"De oppresso liber" is the motto of the U.S. Army special forces, but Brandon Thomas took it as his own. The Latin phrase means, "To liberate the oppressed." The Utah National Guard soldier believed America was doing the right thing in Iraq, and his beliefs took him to that country. But they couldn't deliver him home.
   
    Thomas, a 27-year-old from West Valley, died Saturday in Iraq from an attack by suicide bombers. The attackers struck shortly after 11 a.m. -- 1 a.m. Mountain time -- as a convoy of three armored SUVs entered Saadoun Street, a crowded commercial avenue in central Baghdad, from Tahrir Square, a large traffic circle, according to The Washington Post.
   
    The blasts killed two Americans and injured three others in the vehicles, a U.S. Embassy official told the paper. The Americans were employed by a U.S. security contracting firm that he declined to identify. Twenty Iraqis were also killed, he said.
   
    Thomas' family, who gathered Saturday at his mother's home in Murray, said they didn't know the details of his death. The company Thomas worked for, Fayetteville, N.C.-based CTU Consulting, called his brother early Saturday to inform the family Thomas was dead. A representative of the company did not respond to messages left by The Salt Lake Tribune.
   
    Carol Young-Thomas said she spoke with her son Friday on Yahoo! Messenger.
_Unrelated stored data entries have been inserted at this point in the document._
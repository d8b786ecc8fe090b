//! Error types for `gradebook-core`.

use thiserror::Error;

#[derive(Debug, Error)]
pub enum Error {
  #[error("model did not serialize to a JSON object")]
  NotARecord,

  #[error("serialization error: {0}")]
  Serialization(#[from] serde_json::Error),
}

pub type Result<T, E = Error> = std::result::Result<T, E>;
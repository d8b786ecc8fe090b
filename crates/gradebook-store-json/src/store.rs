//! [`JsonStore`] — the flat-file implementation of
//! [`RecordStore`](gradebook_core::store::RecordStore).

use std::{
  collections::HashMap,
  fs,
  io::Write as _,
  path::{Path, PathBuf},
  sync::{Mutex, MutexGuard},
};

use gradebook_core::{
  entity::Entity,
  record::Row,
  statement::{Statement, StatementOutcome, delete_rows, insert_row, select_rows, update_rows},
  store::RecordStore,
};
use tempfile::NamedTempFile;

use crate::{Error, Result};

/// A gradebook store backed by one JSON file per collection.
///
/// Construction takes an explicit data directory — nothing is global, so
/// tests isolate themselves with a temporary directory each.
///
/// Every statement runs its full load → transform → save cycle under the
/// target collection's mutex, so concurrent in-process writers cannot lose
/// updates to each other. There is no cache between calls: each load
/// re-reads the file. Both choices size the store for collections in the
/// hundreds to low thousands of records; anything bigger wants an indexed
/// backend behind the same trait.
pub struct JsonStore {
  data_dir: PathBuf,
  locks:    HashMap<Entity, Mutex<()>>,
}

impl JsonStore {
  /// Open a store rooted at `data_dir`, creating the directory and empty
  /// collection files as needed.
  pub fn open(data_dir: impl AsRef<Path>) -> Result<Self> {
    let data_dir = data_dir.as_ref().to_path_buf();
    fs::create_dir_all(&data_dir).map_err(|source| Error::Io {
      path: data_dir.clone(),
      source,
    })?;

    let store = Self {
      locks:    Entity::ALL.iter().map(|&e| (e, Mutex::new(()))).collect(),
      data_dir,
    };

    for entity in Entity::ALL {
      if !store.collection_path(entity).exists() {
        store.save(entity, &[])?;
      }
    }

    Ok(store)
  }

  /// Path of the file backing `entity`.
  pub fn collection_path(&self, entity: Entity) -> PathBuf {
    self.data_dir.join(format!("{}.json", entity.name()))
  }

  fn lock(&self, entity: Entity) -> Result<MutexGuard<'_, ()>> {
    self.locks[&entity]
      .lock()
      .map_err(|_| Error::Poisoned(entity.to_string()))
  }

  /// Read the full collection for `entity`.
  ///
  /// A missing file is an empty collection. A malformed file also loads as
  /// empty — the store fails open — but leaves a warning in the log, since
  /// that state can hide data. Only I/O faults are hard errors.
  pub fn load(&self, entity: Entity) -> Result<Vec<Row>> {
    let path = self.collection_path(entity);
    let raw = match fs::read_to_string(&path) {
      Ok(raw) => raw,
      Err(err) if err.kind() == std::io::ErrorKind::NotFound => return Ok(Vec::new()),
      Err(source) => return Err(Error::Io { path, source }),
    };

    match serde_json::from_str(&raw) {
      Ok(rows) => Ok(rows),
      Err(err) => {
        tracing::warn!(
          path = %path.display(),
          error = %err,
          "collection file is malformed, treating as empty"
        );
        Ok(Vec::new())
      }
    }
  }

  /// Replace the full collection for `entity`.
  ///
  /// The new contents go to a temp file in the data directory, are synced,
  /// then renamed over the target, so a crash mid-write never leaves a
  /// truncated collection behind. Pretty-printed UTF-8; non-ASCII field
  /// values are written verbatim, not escaped.
  pub fn save(&self, entity: Entity, rows: &[Row]) -> Result<()> {
    let path = self.collection_path(entity);
    let json = serde_json::to_string_pretty(rows).map_err(|source| Error::Serialize {
      collection: entity.to_string(),
      source,
    })?;

    let mut tmp = NamedTempFile::new_in(&self.data_dir).map_err(|source| Error::Io {
      path: self.data_dir.clone(),
      source,
    })?;
    tmp.write_all(json.as_bytes()).map_err(|source| Error::Io {
      path: tmp.path().to_path_buf(),
      source,
    })?;
    tmp.as_file().sync_all().map_err(|source| Error::Io {
      path: tmp.path().to_path_buf(),
      source,
    })?;
    tmp.persist(&path).map_err(|err| Error::Io {
      path,
      source: err.error,
    })?;

    Ok(())
  }
}

impl RecordStore for JsonStore {
  type Error = Error;

  /// Unknown collection names yield empty results and zero counts, never
  /// errors: collection-name correctness is the caller's responsibility.
  fn execute(&self, statement: Statement) -> Result<StatementOutcome> {
    let Some(entity) = Entity::from_name(statement.collection()) else {
      tracing::debug!(
        collection = statement.collection(),
        "statement against unknown collection"
      );
      return Ok(match statement {
        Statement::Select { .. } => StatementOutcome::Rows(Vec::new()),
        _ => StatementOutcome::Affected(0),
      });
    };

    let _guard = self.lock(entity)?;
    match statement {
      Statement::Select { filter, .. } => {
        let rows = self.load(entity)?;
        Ok(StatementOutcome::Rows(select_rows(&rows, filter.as_ref())))
      }
      Statement::Insert { row, .. } => {
        let mut rows = self.load(entity)?;
        insert_row(&mut rows, row);
        self.save(entity, &rows)?;
        Ok(StatementOutcome::Affected(1))
      }
      Statement::Update {
        matching, changes, ..
      } => {
        let mut rows = self.load(entity)?;
        let matched = update_rows(&mut rows, &matching, &changes);
        if matched > 0 {
          self.save(entity, &rows)?;
        }
        Ok(StatementOutcome::Affected(matched))
      }
      Statement::Delete { matching, .. } => {
        let mut rows = self.load(entity)?;
        let removed = delete_rows(&mut rows, &matching);
        if removed > 0 {
          self.save(entity, &rows)?;
        }
        Ok(StatementOutcome::Affected(removed))
      }
    }
  }
}
//! Statistics service and the `/api/statistics` handler.

use std::sync::Arc;

use axum::{
  Json,
  extract::{Query, State},
};
use gradebook_core::{
  stats::{self, GradeSummary},
  store::RecordStore,
};
use serde::Deserialize;

use crate::{error::ApiError, grades, reply::Reply};

// ─── Service ─────────────────────────────────────────────────────────────────

/// Summarize all grades, or one student's when `student_id` is given.
pub fn grade_summary<S: RecordStore>(
  store: &S,
  student_id: Option<&str>,
) -> Result<GradeSummary, ApiError> {
  let grades = grades::list_grades(store)?;
  Ok(stats::summarize(&grades, student_id))
}

// ─── Handler ─────────────────────────────────────────────────────────────────

#[derive(Debug, Deserialize, Default)]
pub struct StatsParams {
  pub student_id: Option<String>,
}

/// `GET /api/statistics[?student_id=<number>]`
pub async fn summary<S: RecordStore + 'static>(
  State(store): State<Arc<S>>,
  Query(params): Query<StatsParams>,
) -> Result<Json<Reply>, ApiError> {
  let summary = grade_summary(store.as_ref(), params.student_id.as_deref())?;
  Ok(Json(Reply::data(summary)?))
}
He told her he was participating in a "hard detail" on Saturday, meaning he was guarding one or more high-profile figures, but he didn't say who.
   
    Thomas was a sergeant in the Utah Army National Guard, but he had not been deployed to Iraq -- he was working there as a civilian, his family said. Young-Thomas said her son left for Iraq in January when he began working for CTU.
   
    "He felt like if we didn't stop the terrorism over there, it would be over here," Young-Thomas said.
   
    Thomas was born March 21,1978, in West Valley City. He graduated from from Cottonwood High School in 1996.
   
    His family described him yesterday as someone who lived an extreme life. He skied, sky dived and cliff dived. He also spent a few years as an aspiring actor. He had background parts in the television show "Everwood," which films in Salt Lake City, and worked as a stand-in for other actors in the movie "Benji: Off the Leash," which filmed in parts of Utah.
   
    But Thomas' life changed when terrorists attacked America on Sept. 11, 2001. Young-Thomas said he felt compelled to do something. The month after the attacks, he began the process of enlisting into the National Guard.
   
    Thomas completed special forces training in North Carolina. He also adopted the special forces motto as his own and gave his mother a necklace pendent inscribed with the phrase.
   
    "It was his creed, and he took it seriously," said his father Steve Thomas.
   
    Brandon Thomas hoped to use his military and security experience to enter a career in federal law enforcement. His mother is a retired deputy with the U.S. Marshall's Office. His father is a retired deputy with the Salt Lake County Sheriff's Office. His brother currently works as a deputy in the office.
   
    Thomas-Young said the Utah National Guard has said Brandon Thomas will be buried with military honors.
   
    Brandon Thomas is the second West Valley man to die in Iraq this year. U.S. Marine Cpl. Matthew R. Smith and 30 others died Jan. 26 in a helicopter crash there.